Пещера Кернса на деле оказалась лабиринтом тесных камер, соединенных туннелями, что за миллионы лет выдолбили в скале муссоны, прогрызавшие себе пути сквозь крошечные трещины в камнях. Природа может быть лишена чего угодно, но только не терпения. Дальняя от входа камера была самой большой и, вероятно, наиболее безопасной, но Кернс предостерег нас от того, чтобы там заночевать: эта пещера служила домом тысячам летучих мышей, и их помет покрывал камни слоем толщиной в фут.

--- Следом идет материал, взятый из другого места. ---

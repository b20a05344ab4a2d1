//! Narrow publish interface for mempool and chain-tip notifications.
//!
//! The original dispatches through a general-purpose pub/sub bus
//! (`event.Dispatcher`); this crate only ever has two event families, so it
//! follows the teacher's own `state::Inner` pattern instead — one
//! `tokio::sync::broadcast` channel per event family, subscribed to directly.

use crate::hash::Hash;
use crate::mempool::TxDesc;
use tokio::sync::broadcast;

#[derive(Debug, Clone)]
pub enum TxMsgEvent {
    NewTx(TxDesc),
    RemoveTx(TxDesc),
}

#[derive(Debug, Clone, Copy)]
pub struct NewMinedBlockEvent {
    pub height: u64,
    pub hash: Hash,
}

/// Broadcasts mempool and new-block events to whoever is listening.
/// Publishing never blocks on subscriber backpressure: `broadcast::Sender`
/// drops the message for lagging subscribers rather than stalling the
/// publisher, which matches this crate's event semantics (best-effort
/// notification, not a durable log).
pub struct Dispatcher {
    tx: broadcast::Sender<TxMsgEvent>,
    block: broadcast::Sender<NewMinedBlockEvent>,
}

const CHANNEL_CAPACITY: usize = 1024;

impl Dispatcher {
    pub fn new() -> Dispatcher {
        let (tx, _) = broadcast::channel(CHANNEL_CAPACITY);
        let (block, _) = broadcast::channel(CHANNEL_CAPACITY);
        Dispatcher { tx, block }
    }

    pub fn subscribe_tx(&self) -> broadcast::Receiver<TxMsgEvent> {
        self.tx.subscribe()
    }

    pub fn subscribe_blocks(&self) -> broadcast::Receiver<NewMinedBlockEvent> {
        self.block.subscribe()
    }

    pub fn publish_tx(&self, event: TxMsgEvent) {
        let _ = self.tx.send(event);
    }

    pub fn publish_block(&self, event: NewMinedBlockEvent) {
        let _ = self.block.send(event);
    }
}

impl Default for Dispatcher {
    fn default() -> Self {
        Self::new()
    }
}
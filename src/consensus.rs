//! Chain-wide consensus constants and the coinbase subsidy schedule.
//!
//! Values are carried over verbatim from `consensus.General` in the original
//! implementation (spec §8's constants table).

/// Number of blocks a coinbase output must age before it can be spent.
pub const COINBASE_PENDING_BLOCK_NUMBER: u64 = 100;

/// Height interval at which the coinbase subsidy is halved.
pub const SUBSIDY_REDUCTION_INTERVAL: u64 = 840_000;

/// Subsidy paid per block once halving begins, before any halvings.
pub const BASE_SUBSIDY: u64 = 41_250_000_000;

/// One-time subsidy paid to the genesis coinbase.
pub const INITIAL_BLOCK_SUBSIDY: u64 = 140_700_041_250_000_000;

/// Maximum number of seconds a block's timestamp may be ahead of local time.
pub const MAX_TIME_OFFSET_SECONDS: u64 = 60 * 60;

/// Number of preceding blocks averaged to compute a node's past median time.
pub const MEDIAN_TIME_BLOCKS: usize = 11;

pub const COINBASE_ARBITRARY_SIZE_LIMIT: usize = 128;

/// Coinbase reward due at `height`, per the halving schedule.
pub fn block_subsidy(height: u64) -> u64 {
    if height == 0 {
        return INITIAL_BLOCK_SUBSIDY;
    }
    BASE_SUBSIDY >> (height / SUBSIDY_REDUCTION_INTERVAL)
}

#[cfg(test)]
mod tests {
    use super::*;

    #[test]
    fn genesis_gets_initial_subsidy() {
        assert_eq!(block_subsidy(0), INITIAL_BLOCK_SUBSIDY);
    }

    #[test]
    fn subsidy_halves_on_schedule() {
        let first = block_subsidy(1);
        let after_one_halving = block_subsidy(SUBSIDY_REDUCTION_INTERVAL);
        assert_eq!(first, BASE_SUBSIDY);
        assert_eq!(after_one_halving, BASE_SUBSIDY >> 1);
    }
}
//! In-memory chain state: the block index tree and UTXO viewpoint staging.
//!
//! Split out of the teacher's single `state::Inner` god-struct (which bundled
//! storage, mempool, and p2p concerns together) into the two pieces this
//! crate's scope actually calls for; the `Arc<RwLock<..>>` plus
//! `tokio::sync::broadcast` idiom that struct used for notifying watchers is
//! reused in `chain.rs`, which is where the rest of `Inner`'s responsibility
//! (tip tracking, locking around block application) lands here.

pub mod block_index;
pub mod utxo;

pub use block_index::{BlockIndex, BlockNode};
pub use utxo::{check_coinbase_amount, UtxoEntry, UtxoViewpoint};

Следующим утром меня разбудили летучие мыши, порхавшие над нашими головами в головокружительном черно-коричневом балете и возбужденно попискивавшие, летя к своим насестам. Я встал последним и нашел доктора и Аваале сидящими у входа в пещеру; найденыш вяло извивался у Уортропа на коленях.
– Где доктор Кернс? – осведомился я.
– Разведывает путь. Во всяком случае, он так сказал.
– Как малыш? – спросил я.
– Голоден, – ответил Уртроп. – И очень слаб, – младенец грыз деснами костяшку монстролога. – Но у него нет симптомов, хотя он совершенно точно вошел в контакт с возбудителем через молоко матери. Из этого следует, что у него может быть что-то вроде врожденного иммунитета, – он кивнул на чемоданчик с инструментами рядом. – Я взял образцы его крови. Если ничего больше из этого не выйдет, Уилл Генри, мы, может быть, хотя бы сумеем найти лекарство от звездной гнили.